"Choosing trust over doubt gets me burned once in a while, but I'd rather be singed than hardened." -Victoria Monfort










Friday, May 14, 2010

Getting The Last Word...

While at the Speedway, buying my nightly jug of carlo rossi sangria, and cigarettes, I got carded. "OMG, you look so much younger than this, I'm sorry"

I said "that's OK, I just got dumped so you made my night"

She pretended to care, when I told her thats why I needed the wine and cigarettes, I was having trouble sleeping.

When I walked out of the gas station, I realized...I'm becoming my mother. I always hated when she told strangers unsolicited bits of information.

After that I went to Moms to check my OK Cupid account. I met exmanfriend there, and despite his recent crazy episodes, I was the happiest in that relationship than I ever was with anyone. You just have to weed out some nutjobs. Some take 3 years to emerge....

There, in my matches, was exmanfriend. That sonofobitch. With a picture I TOOK of him at MY APARTMENT. Classy! Of course we were 85% match, and until my profiles done the highest I can get is 85%. So, I decided to read his profile. You know you would too.

Total bullshit. I figured he needed some help so I sent him this message, the subject was "mileage".

"You should probably change your mileage preferences, so you don't turn up in profiles of girls that live 31 miles away (you know we lived too far apart to continue our 3 yr relationship) Also, you probably shouldn't pretend you know what you are doing, and what you want (says he's in school....he isnt) And, you might want to add your cat to the list of things you can't live without, since she's a deal breaker.

You should also probably block me.

Oh, my Mom says hi"

Um, yea so if you havn't read the break up letter he left me, its 2 posts down. Which explains why this was necessary.

Everything he wanted in his profile, he had with me. Which makes him an even BIGGER DOUCHE than I ever thought possible.

I swear he is going to be one of those dillholes that marries the next girl that comes along "to prove they aren't committment phobes". I cried for a week when my ex husband got remarried. It had been something like six years after the fact. And he was horrible to me.

This...will really....really hurt.

5 comments:

sazza said...

Absolutely UNBELIEVABLE! I love the message you sent him. Total class!

Fizzgig said...

sazza:
thank you! seriously though...you end a relationship and your looking for one? they should make academy awards for regular people! hes a super actor!

heather said...

love the message you sent! especially the "mom says hi" part.

that's pretty tacky of him to use a picture you took from your apartment.

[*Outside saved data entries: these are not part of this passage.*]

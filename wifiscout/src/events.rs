//! Subscriber registry for scan-result and connection-change events.

use std::sync::Mutex;

use crate::models::NetworkRecord;

type NetworkListCallback = Box<dyn Fn(&[NetworkRecord]) + Send + Sync>;
type ConnectionCallback = Box<dyn Fn(Option<&str>) + Send + Sync>;

/// Holds registered callbacks and dispatches events to them.
///
/// Callbacks for one event kind are invoked in registration order, while
/// the registry lock is held. Callbacks must therefore not subscribe
/// re-entrantly from inside a notification.
#[derive(Default)]
pub(crate) struct EventBus {
    network_list: Mutex<Vec<NetworkListCallback>>,
    connection: Mutex<Vec<ConnectionCallback>>,
}

impl EventBus {
    pub(crate) fn new() -> Self {
        Self::default()
    }

    pub(crate) fn subscribe_network_list<F>(&self, callback: F)
    where
        F: Fn(&[NetworkRecord]) + Send + Sync + 'static,
    {
        if let Ok(mut subs) = self.network_list.lock() {
            subs.push(Box::new(callback));
        }
    }

    pub(crate) fn subscribe_connection<F>(&self, callback: F)
    where
        F: Fn(Option<&str>) + Send + Sync + 'static,
    {
        if let Ok(mut subs) = self.connection.lock() {
            subs.push(Box::new(callback));
        }
    }

    pub(crate) fn emit_network_list(&self, networks: &[NetworkRecord]) {
        if let Ok(subs) = self.network_list.lock() {
            for cb in subs.iter() {
                cb(networks);
            }
        }
    }

    pub(crate) fn emit_connection(&self, ssid: Option<&str>) {
        if let Ok(subs) = self.connection.lock() {
            for cb in subs.iter() {
                cb(ssid);
            }
        }
    }
}

#[cfg(test)]
mod tests {
    use super::*;
    use crate::models::NetworkRecord;
    use std::sync::atomic::{AtomicUsize, Ordering};
    use std::sync::Arc;

    #[test]
    fn network_list_callbacks_fire_in_order() {
        let bus = EventBus::new();
        let order = Arc::new(Mutex::new(Vec::new()));

        for tag in 0..3 {
            let order = Arc::clone(&order);
            bus.subscribe_network_list(move |_| order.lock().unwrap().push(tag));
        }

        bus.emit_network_list(&[NetworkRecord::new("A", 50, 2412)]);
        assert_eq!(*order.lock().unwrap(), vec![0, 1, 2]);
    }

    #[test]
    fn connection_callbacks_receive_the_ssid() {
        let bus = EventBus::new();
        let seen = Arc::new(Mutex::new(Vec::new()));
        let seen2 = Arc::clone(&seen);
        bus.subscribe_connection(move |ssid| {
            seen2.lock().unwrap().push(ssid.map(str::to_string));
        });

        bus.emit_connection(Some("Home"));
        bus.emit_connection(None);
        assert_eq!(
            *seen.lock().unwrap(),
            vec![Some("Home".to_string()), None]
        );
    }

    #[test]
    fn emit_without_subscribers_is_a_no_op() {
        let bus = EventBus::new();
        bus.emit_network_list(&[]);
        bus.emit_connection(None);
    }

    #[test]
    fn every_subscriber_sees_every_event() {
        let bus = EventBus::new();
        let count = Arc::new(AtomicUsize::new(0));
        for _ in 0..2 {
            let count = Arc::clone(&count);
            bus.subscribe_network_list(move |_| {
                count.fetch_add(1, Ordering::SeqCst);
            });
        }
        bus.emit_network_list(&[]);
        bus.emit_network_list(&[]);
        assert_eq!(count.load(Ordering::SeqCst), 4);
    }
}
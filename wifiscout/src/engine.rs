//! The orchestration engine tying backends, tracker, config, and events
//! together.
//!
//! The engine owns an ordered chain of backends and walks it on every
//! scan: the NetworkManager bus first, then the platform CLI tools, with
//! the mock adapter as the terminal fallback so a scan always yields
//! something displayable. The backend that last produced a scan handles
//! subsequent connect and disconnect calls.

use std::sync::atomic::{AtomicUsize, Ordering};
use std::sync::Arc;

use log::{debug, info, warn};

use crate::backend::{platform_cli_backends, Backend, MockBackend, NmBusBackend};
use crate::bridge::{AsyncBridge, BusEvent};
use crate::config::ConfigStore;
use crate::constants::timeouts;
use crate::dedup::dedup_and_rank;
use crate::events::EventBus;
use crate::models::{NetworkRecord, ScanResult};
use crate::tracker::ConnectionTracker;
use crate::Result;

pub struct WifiEngine {
    config: Arc<ConfigStore>,
    events: Arc<EventBus>,
    tracker: Arc<ConnectionTracker>,
    bridge: Option<Arc<AsyncBridge>>,
    backends: Vec<Box<dyn Backend>>,
    /// Terminal fallback when every chained backend fails; also serves
    /// follow-up calls after such a scan.
    fallback: MockBackend,
    /// Index of the backend that served the last successful scan; out of
    /// range means the fallback did.
    active: AtomicUsize,
}

impl WifiEngine {
    /// Builds the engine with the default backend chain for this host.
    ///
    /// With `use_mock_data` set in the config the chain is the mock
    /// adapter alone and no bus connection is attempted.
    pub fn new(config: Arc<ConfigStore>) -> Self {
        let events = Arc::new(EventBus::new());
        let tracker = Arc::new(ConnectionTracker::new(Arc::clone(&events)));

        if config.use_mock_data() {
            info!("mock data enabled, skipping system backends");
            return Self {
                config,
                events,
                tracker,
                bridge: None,
                backends: vec![Box::new(MockBackend::new())],
                fallback: MockBackend::new(),
                active: AtomicUsize::new(0),
            };
        }

        let bridge = {
            let tracker = Arc::clone(&tracker);
            let events = Arc::clone(&events);
            AsyncBridge::start(Arc::new(move |event| match event {
                BusEvent::Connection(ssid) => tracker.observe(ssid),
                BusEvent::NetworkList(list) => {
                    tracker.set_last_scan(list.clone());
                    events.emit_network_list(&list);
                }
            }))
        };

        let mut backends: Vec<Box<dyn Backend>> = vec![Box::new(NmBusBackend::new(
            Arc::clone(&bridge),
            config.connect_grace(),
        ))];
        backends.extend(platform_cli_backends());
        backends.push(Box::new(MockBackend::new()));

        Self {
            config,
            events,
            tracker,
            bridge: Some(bridge),
            backends,
            fallback: MockBackend::new(),
            active: AtomicUsize::new(0),
        }
    }

    /// Builds the engine over an explicit backend chain. Intended for
    /// tests; no bus connection is made. An empty chain degrades to the
    /// mock fallback.
    pub fn with_backends(config: Arc<ConfigStore>, backends: Vec<Box<dyn Backend>>) -> Self {
        let events = Arc::new(EventBus::new());
        let tracker = Arc::new(ConnectionTracker::new(Arc::clone(&events)));
        Self {
            config,
            events,
            tracker,
            bridge: None,
            backends,
            fallback: MockBackend::new(),
            active: AtomicUsize::new(0),
        }
    }

    /// Scans for networks, walking the backend chain until one substrate
    /// produces a non-empty list.
    ///
    /// The result is deduped, ranked, cached as the last scan, and
    /// emitted to network-list subscribers exactly once.
    pub fn scan(&self) -> Result<ScanResult> {
        let timeout = timeouts::scan_timeout();

        for (i, backend) in self.backends.iter().enumerate() {
            match backend.scan(timeout) {
                Ok(records) if !records.is_empty() => {
                    debug!("scan served by {} ({} raw records)", backend.name(), records.len());
                    self.active.store(i, Ordering::SeqCst);
                    return Ok(self.finish_scan(backend.as_ref(), records));
                }
                Ok(_) => debug!("{} saw no networks, falling through", backend.name()),
                Err(e) => debug!("{} scan failed ({e}), falling through", backend.name()),
            }
        }

        // Chains built by callers may lack the terminal mock; a scan still
        // never comes back empty-handed. Follow-up calls go to the
        // fallback too, not the backend that last failed.
        warn!("all backends failed, serving mock data");
        self.active.store(usize::MAX, Ordering::SeqCst);
        let records = self.fallback.scan(timeout)?;
        Ok(self.finish_scan(&self.fallback, records))
    }

    fn finish_scan(&self, backend: &dyn Backend, records: Vec<NetworkRecord>) -> ScanResult {
        let observed = backend.current_connection().or_else(|| {
            records
                .iter()
                .find(|r| r.connected)
                .map(|r| r.ssid.clone())
        });
        self.tracker.observe(observed.clone());

        let ranked = dedup_and_rank(records, observed.as_deref());
        self.tracker.set_last_scan(ranked.clone());
        self.events.emit_network_list(&ranked);
        ranked
    }

    /// Connects to a network through the active backend.
    ///
    /// A password given here wins; otherwise the saved password for the
    /// SSID (if any) is used. Backend failures resolve to `false` rather
    /// than an error: the caller asked "are we on this network now".
    pub fn connect(&self, ssid: &str, password: Option<&str>) -> Result<bool> {
        let stored;
        let pw = match password {
            Some(pw) => Some(pw),
            None => {
                stored = self.config.saved_password(ssid);
                stored.as_deref()
            }
        };

        self.tracker.begin_connecting(ssid);
        let backend = self.active_backend();
        info!("connecting to '{ssid}' via {}", backend.name());

        let ok = match backend.connect(ssid, pw, timeouts::connect_timeout()) {
            Ok(ok) => ok,
            Err(e) => {
                warn!("connect to '{ssid}' failed: {e}");
                false
            }
        };

        self.tracker.finish_connect(ssid, ok);

        if ok && password.is_some() {
            self.config.save_network(ssid, password);
        }

        Ok(ok)
    }

    /// Disconnects from the current network. `Ok(true)` if a connection
    /// was dropped.
    pub fn disconnect(&self) -> Result<bool> {
        let backend = self.active_backend();
        let dropped = backend.disconnect()?;
        if dropped {
            self.tracker.set_disconnected();
        }
        Ok(dropped)
    }

    /// SSID of the network we are currently on, if any.
    pub fn current_connection(&self) -> Option<String> {
        self.tracker.current_ssid()
    }

    /// The most recent scan result, without rescanning.
    pub fn last_scan(&self) -> ScanResult {
        self.tracker.last_scan()
    }

    /// Saved networks: the substrate's profile store when it has one,
    /// the engine's own config store otherwise.
    pub fn saved_networks(&self) -> Vec<String> {
        match self.active_backend().saved_profiles() {
            Ok(list) => list,
            Err(e) => {
                debug!("no native profile store ({e}), using config");
                self.config.saved_network_ssids()
            }
        }
    }

    /// Forgets a network everywhere: native profiles and the config
    /// store. The returned flag reflects the config store, which is the
    /// engine's own source of truth for saved networks.
    pub fn forget_network(&self, ssid: &str) -> bool {
        match self.active_backend().forget(ssid) {
            Ok(native) => debug!("native forget of '{ssid}': {native}"),
            Err(e) => warn!("native forget of '{ssid}' failed: {e}"),
        }
        self.config.forget_network(ssid)
    }

    /// Registers a callback for ranked network-list updates (scans and
    /// unsolicited bus changes alike).
    pub fn on_network_list_changed<F>(&self, callback: F)
    where
        F: Fn(&[NetworkRecord]) + Send + Sync + 'static,
    {
        self.events.subscribe_network_list(callback);
    }

    /// Registers a callback for connection changes. Fired once per
    /// visible change; in-flight connect attempts are not visible.
    pub fn on_connection_changed<F>(&self, callback: F)
    where
        F: Fn(Option<&str>) + Send + Sync + 'static,
    {
        self.events.subscribe_connection(callback);
    }

    /// Access to the engine's config store.
    pub fn config(&self) -> &ConfigStore {
        &self.config
    }

    /// Stops the bus worker. Further bus-backed calls fail fast; CLI and
    /// mock backends keep working.
    pub fn shutdown(&self) {
        if let Some(bridge) = &self.bridge {
            bridge.shutdown();
        }
    }

    fn active_backend(&self) -> &dyn Backend {
        self.backends
            .get(self.active.load(Ordering::SeqCst))
            .map(|b| b.as_ref())
            .unwrap_or(&self.fallback)
    }
}

impl Drop for WifiEngine {
    fn drop(&mut self) {
        self.shutdown();
    }
}
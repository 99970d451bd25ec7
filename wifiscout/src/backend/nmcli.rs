//! Linux CLI adapter: `nmcli`, with `iwlist` as a scan fallback.

use std::time::Duration;

use log::debug;

use crate::constants::timeouts;
use crate::models::{EngineError, NetworkRecord};
use crate::parsers::{parse_iwlist, parse_nmcli};
use crate::process;
use crate::Result;

const LIST_ARGS: [&str; 6] = ["-t", "-f", "SSID,SIGNAL,SECURITY,ACTIVE", "device", "wifi", "list"];

pub(crate) struct NmcliBackend;

impl NmcliBackend {
    pub(crate) fn new() -> Self {
        Self
    }

    fn list(&self, timeout: Duration) -> Result<Vec<NetworkRecord>> {
        let out = process::run("nmcli", &LIST_ARGS, timeout)?;
        Ok(parse_nmcli(&out))
    }
}

impl super::Backend for NmcliBackend {
    fn name(&self) -> &'static str {
        "nmcli"
    }

    fn scan(&self, timeout: Duration) -> Result<Vec<NetworkRecord>> {
        match self.list(timeout) {
            Ok(records) if !records.is_empty() => return Ok(records),
            Ok(_) => debug!("nmcli saw no networks, trying iwlist"),
            Err(e) => debug!("nmcli list failed ({e}), trying iwlist"),
        }

        let out = process::run("iwlist", &["scan"], timeout)?;
        let records = parse_iwlist(&out);
        if records.is_empty() {
            return Err(EngineError::ParseFailure);
        }
        Ok(records)
    }

    fn connect(&self, ssid: &str, password: Option<&str>, timeout: Duration) -> Result<bool> {
        let mut args = vec!["device", "wifi", "connect", ssid];
        if let Some(pw) = password {
            args.push("password");
            args.push(pw);
        }
        let out = process::run_status("nmcli", &args, timeout)?;
        // nmcli prints an error line on failure but still exits 0 in some
        // versions, so check the output too.
        Ok(!out.contains("Error"))
    }

    fn disconnect(&self) -> Result<bool> {
        let out = process::run(
            "nmcli",
            &["-t", "-f", "DEVICE,TYPE,STATE", "device"],
            timeouts::scan_timeout(),
        )?;
        for line in out.lines() {
            let fields: Vec<&str> = line.split(':').collect();
            if fields.len() >= 3 && fields[1] == "wifi" && fields[2].starts_with("connected") {
                process::run_status(
                    "nmcli",
                    &["device", "disconnect", fields[0]],
                    timeouts::scan_timeout(),
                )?;
                return Ok(true);
            }
        }
        Ok(false)
    }

    fn current_connection(&self) -> Option<String> {
        let records = self.list(timeouts::scan_timeout()).ok()?;
        records
            .into_iter()
            .find(|r| r.connected)
            .map(|r| r.ssid)
    }

    fn saved_profiles(&self) -> Result<Vec<String>> {
        let out = process::run(
            "nmcli",
            &["-t", "-f", "NAME,TYPE", "connection", "show"],
            timeouts::scan_timeout(),
        )?;
        Ok(out
            .lines()
            .filter_map(|line| {
                let (name, ctype) = line.split_once(':')?;
                if ctype == "802-11-wireless" && !name.is_empty() {
                    Some(name.to_string())
                } else {
                    None
                }
            })
            .collect())
    }

    fn forget(&self, ssid: &str) -> Result<bool> {
        match process::run_status(
            "nmcli",
            &["connection", "delete", "id", ssid],
            timeouts::scan_timeout(),
        ) {
            Ok(_) => Ok(true),
            Err(EngineError::OperationFailed(_)) => Ok(false),
            Err(e) => Err(e),
        }
    }
}
use serde::{Deserialize, Serialize};
use std::fmt::{Display, Formatter};
use thiserror::Error;

use crate::constants::frequency;

/// Radio band a network operates on, derived from its frequency.
#[derive(Debug, Clone, Copy, PartialEq, Eq, Serialize, Deserialize)]
pub enum Band {
    /// 2.4GHz band (channels 1-14).
    Band2_4GHz,
    /// 5GHz band.
    Band5GHz,
}

impl Band {
    /// Derives the band from an operating frequency in MHz.
    ///
    /// Anything at or above the 5GHz band start counts as 5GHz;
    /// everything else (including an unknown frequency of 0) is 2.4GHz.
    pub fn from_mhz(mhz: u32) -> Self {
        if mhz >= frequency::BAND_5_START {
            Band::Band5GHz
        } else {
            Band::Band2_4GHz
        }
    }
}

impl Display for Band {
    fn fmt(&self, f: &mut Formatter<'_>) -> std::fmt::Result {
        match self {
            Band::Band2_4GHz => write!(f, "2.4GHz"),
            Band::Band5GHz => write!(f, "5GHz"),
        }
    }
}

/// A Wi-Fi network sighted during a scan.
///
/// One record per network after dedup; raw parser output may contain
/// several records with the same SSID (one per access point).
#[derive(Debug, Clone, Serialize, Deserialize)]
pub struct NetworkRecord {
    pub ssid: String,
    /// Signal strength as a percentage, always within 0-100.
    pub strength: u8,
    pub frequency_mhz: u32,
    pub band: Band,
    pub secured: bool,
    /// True for at most one record per scan result: the one whose SSID
    /// matches the tracker's current network.
    pub connected: bool,
}

impl NetworkRecord {
    /// Builds a record, clamping strength to 0-100 and deriving the band
    /// from the frequency.
    pub fn new(ssid: impl Into<String>, strength: i64, frequency_mhz: u32) -> Self {
        let strength = strength.clamp(0, 100) as u8;
        Self {
            ssid: ssid.into(),
            strength,
            frequency_mhz,
            band: Band::from_mhz(frequency_mhz),
            secured: false,
            connected: false,
        }
    }

    pub fn secured(mut self, secured: bool) -> Self {
        self.secured = secured;
        self
    }

    pub fn connected(mut self, connected: bool) -> Self {
        self.connected = connected;
        self
    }
}

/// Ordered scan output; insertion order is ranking order.
pub type ScanResult = Vec<NetworkRecord>;

/// Errors that can occur during engine operations.
///
/// Adapters convert every lower-level failure (D-Bus errors, process
/// failures, unparseable output) into one of these variants at the
/// adapter boundary; nothing below the orchestrator panics or leaks a
/// substrate-specific error type to callers.
#[derive(Debug, Error)]
pub enum EngineError {
    /// The backend session or tool is absent.
    #[error("backend unavailable")]
    BackendUnavailable,

    /// A call exceeded its timeout bound.
    #[error("operation timed out")]
    Timeout,

    /// External output was unrecognized; treated as "no networks".
    #[error("unparseable output")]
    ParseFailure,

    /// An external call returned a failure code or response.
    #[error("operation failed: {0}")]
    OperationFailed(String),

    /// The operation was abandoned because the bridge is shutting down.
    #[error("operation cancelled")]
    Cancelled,
}

impl From<zbus::Error> for EngineError {
    fn from(e: zbus::Error) -> Self {
        EngineError::OperationFailed(e.to_string())
    }
}

impl From<std::io::Error> for EngineError {
    fn from(e: std::io::Error) -> Self {
        EngineError::OperationFailed(e.to_string())
    }
}

#[cfg(test)]
mod tests {
    use super::*;

    #[test]
    fn band_from_mhz() {
        assert_eq!(Band::from_mhz(2412), Band::Band2_4GHz);
        assert_eq!(Band::from_mhz(2484), Band::Band2_4GHz);
        assert_eq!(Band::from_mhz(5180), Band::Band5GHz);
        assert_eq!(Band::from_mhz(5745), Band::Band5GHz);
        assert_eq!(Band::from_mhz(0), Band::Band2_4GHz);
    }

    #[test]
    fn band_display() {
        assert_eq!(format!("{}", Band::Band2_4GHz), "2.4GHz");
        assert_eq!(format!("{}", Band::Band5GHz), "5GHz");
    }

    #[test]
    fn record_clamps_strength() {
        assert_eq!(NetworkRecord::new("a", 150, 2412).strength, 100);
        assert_eq!(NetworkRecord::new("a", -20, 2412).strength, 0);
        assert_eq!(NetworkRecord::new("a", 67, 2412).strength, 67);
    }

    #[test]
    fn record_derives_band() {
        assert_eq!(NetworkRecord::new("a", 50, 5180).band, Band::Band5GHz);
        assert_eq!(NetworkRecord::new("a", 50, 2437).band, Band::Band2_4GHz);
    }

    #[test]
    fn zbus_errors_map_to_operation_failed() {
        let err: EngineError = zbus::Error::InvalidReply.into();
        assert!(matches!(err, EngineError::OperationFailed(_)));
    }
}
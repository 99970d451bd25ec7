//! Dedup and ranking of raw scan records.
//!
//! A single scan often sights the same network several times (one record
//! per access point). This module reduces that raw list to one record per
//! SSID and orders the result deterministically. Both stages are pure;
//! they are re-run from scratch on every scan.

use std::collections::HashMap;

use crate::models::NetworkRecord;

/// Collapses duplicate SSID sightings and ranks the result.
///
/// Within an SSID group exactly one record survives: the one with the
/// highest strength, first-seen winning ties. The `connected` flag is
/// re-derived from `current`, so at most one record carries it. Ordering:
/// the connected network first if present, then descending strength;
/// equal strengths keep their first-seen relative order.
pub(crate) fn dedup_and_rank(raw: Vec<NetworkRecord>, current: Option<&str>) -> Vec<NetworkRecord> {
    let mut out: Vec<NetworkRecord> = Vec::new();
    let mut index: HashMap<String, usize> = HashMap::new();

    for rec in raw {
        match index.get(&rec.ssid) {
            Some(&i) => {
                if rec.strength > out[i].strength {
                    out[i] = rec;
                }
            }
            None => {
                index.insert(rec.ssid.clone(), out.len());
                out.push(rec);
            }
        }
    }

    for rec in &mut out {
        rec.connected = current == Some(rec.ssid.as_str());
    }

    // Stable sort keeps first-seen order within equal keys.
    out.sort_by(|a, b| {
        b.connected
            .cmp(&a.connected)
            .then(b.strength.cmp(&a.strength))
    });

    out
}

#[cfg(test)]
mod tests {
    use super::*;

    fn rec(ssid: &str, strength: i64) -> NetworkRecord {
        NetworkRecord::new(ssid, strength, 2412)
    }

    #[test]
    fn no_two_records_share_an_ssid() {
        let raw = vec![rec("A", 10), rec("B", 20), rec("A", 30), rec("B", 5)];
        let out = dedup_and_rank(raw, None);
        assert_eq!(out.len(), 2);
        let mut ssids: Vec<_> = out.iter().map(|r| r.ssid.as_str()).collect();
        ssids.sort_unstable();
        assert_eq!(ssids, vec!["A", "B"]);
    }

    #[test]
    fn retained_record_has_max_strength() {
        let raw = vec![rec("Mesh", 42), rec("Mesh", 88), rec("Mesh", 61)];
        let out = dedup_and_rank(raw, None);
        assert_eq!(out.len(), 1);
        assert_eq!(out[0].strength, 88);
    }

    #[test]
    fn ties_keep_first_seen() {
        let first = rec("Net", 50).secured(true);
        let second = rec("Net", 50).secured(false);
        let out = dedup_and_rank(vec![first, second], None);
        assert_eq!(out.len(), 1);
        assert!(out[0].secured, "first-seen record should win the tie");
    }

    #[test]
    fn connected_network_ranks_first() {
        let raw = vec![rec("Strong", 95), rec("Home", 40), rec("Weak", 10)];
        let out = dedup_and_rank(raw, Some("Home"));
        assert_eq!(out[0].ssid, "Home");
        assert!(out[0].connected);
        assert!(out[1..].iter().all(|r| !r.connected));
        assert_eq!(out[1].ssid, "Strong");
        assert_eq!(out[2].ssid, "Weak");
    }

    #[test]
    fn others_sorted_by_descending_strength() {
        let raw = vec![rec("a", 10), rec("b", 90), rec("c", 50)];
        let out = dedup_and_rank(raw, None);
        let strengths: Vec<_> = out.iter().map(|r| r.strength).collect();
        assert_eq!(strengths, vec![90, 50, 10]);
    }

    #[test]
    fn stale_connected_flags_are_cleared() {
        let raw = vec![rec("Old", 70).connected(true), rec("New", 30)];
        let out = dedup_and_rank(raw, Some("New"));
        let old = out.iter().find(|r| r.ssid == "Old").unwrap();
        let new = out.iter().find(|r| r.ssid == "New").unwrap();
        assert!(!old.connected);
        assert!(new.connected);
    }

    #[test]
    fn empty_input_yields_empty_output() {
        assert!(dedup_and_rank(Vec::new(), Some("X")).is_empty());
    }
}
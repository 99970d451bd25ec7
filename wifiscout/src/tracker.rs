//! Connection-state tracking and change notification.
//!
//! The tracker is the single source of truth for "what network are we
//! on". Backends report observations into it; it decides whether the
//! externally visible SSID changed and notifies subscribers exactly once
//! per visible change.

use std::sync::{Arc, Mutex};
use std::time::Instant;

use log::debug;

use crate::events::EventBus;
use crate::models::NetworkRecord;

/// Link state as the tracker sees it.
///
/// `Connecting` is internal bookkeeping: while a connect attempt is in
/// flight the externally visible SSID stays whatever it was before.
#[derive(Debug, Clone, PartialEq, Eq)]
pub(crate) enum LinkState {
    Disconnected,
    Connecting(String),
    Connected(String),
}

impl LinkState {
    fn visible_ssid(&self) -> Option<&str> {
        match self {
            LinkState::Connected(ssid) => Some(ssid),
            _ => None,
        }
    }
}

struct TrackerInner {
    state: LinkState,
    last_scan: Vec<NetworkRecord>,
    last_changed_at: Instant,
}

pub(crate) struct ConnectionTracker {
    inner: Mutex<TrackerInner>,
    events: Arc<EventBus>,
}

impl ConnectionTracker {
    pub(crate) fn new(events: Arc<EventBus>) -> Self {
        Self {
            inner: Mutex::new(TrackerInner {
                state: LinkState::Disconnected,
                last_scan: Vec::new(),
                last_changed_at: Instant::now(),
            }),
            events,
        }
    }

    /// SSID of the network we are connected to, if any. In-flight connect
    /// attempts do not count.
    pub(crate) fn current_ssid(&self) -> Option<String> {
        let inner = self.inner.lock().ok()?;
        inner.state.visible_ssid().map(str::to_string)
    }

    /// Marks a connect attempt as started. The visible SSID is unchanged.
    pub(crate) fn begin_connecting(&self, ssid: &str) {
        if let Ok(mut inner) = self.inner.lock() {
            debug!("connecting to {ssid}");
            inner.state = LinkState::Connecting(ssid.to_string());
        }
    }

    /// Resolves a connect attempt. On success the tracker moves to
    /// `Connected` and subscribers hear about it; on failure it falls back
    /// to `Disconnected`.
    pub(crate) fn finish_connect(&self, ssid: &str, ok: bool) {
        let next = if ok {
            LinkState::Connected(ssid.to_string())
        } else {
            LinkState::Disconnected
        };
        self.transition(next);
    }

    pub(crate) fn set_disconnected(&self) {
        self.transition(LinkState::Disconnected);
    }

    /// Feeds an externally observed connection state (from a scan or a bus
    /// signal) into the tracker. Observations are applied unconditionally:
    /// the substrate outranks any in-flight bookkeeping.
    pub(crate) fn observe(&self, ssid: Option<String>) {
        let next = match ssid {
            Some(ssid) => LinkState::Connected(ssid),
            None => LinkState::Disconnected,
        };
        self.transition(next);
    }

    fn transition(&self, next: LinkState) {
        let changed = {
            let Ok(mut inner) = self.inner.lock() else {
                return;
            };
            let was = inner.state.visible_ssid().map(str::to_string);
            let now = next.visible_ssid().map(str::to_string);
            inner.state = next;
            if was != now {
                let since_last = inner.last_changed_at.elapsed();
                inner.last_changed_at = Instant::now();
                debug!("connection changed to {:?} after {:?}", now, since_last);
                Some(now)
            } else {
                None
            }
        };
        // Emit outside the tracker lock.
        if let Some(now) = changed {
            self.events.emit_connection(now.as_deref());
        }
    }

    pub(crate) fn set_last_scan(&self, networks: Vec<NetworkRecord>) {
        if let Ok(mut inner) = self.inner.lock() {
            inner.last_scan = networks;
        }
    }

    pub(crate) fn last_scan(&self) -> Vec<NetworkRecord> {
        self.inner
            .lock()
            .map(|inner| inner.last_scan.clone())
            .unwrap_or_default()
    }
}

i know it would hurt like hell if he does go out of his way to prove he's not a commitment phobe, but remember that you deserve so much better, and you'll find it!

Andhari said...

Your message is great! He deserves it! I can't believe he used that picture :/

Teena in Toronto said...

I think you are taking it better that you did the last time. This time you are keeping your power and getting angry. You go, Girl!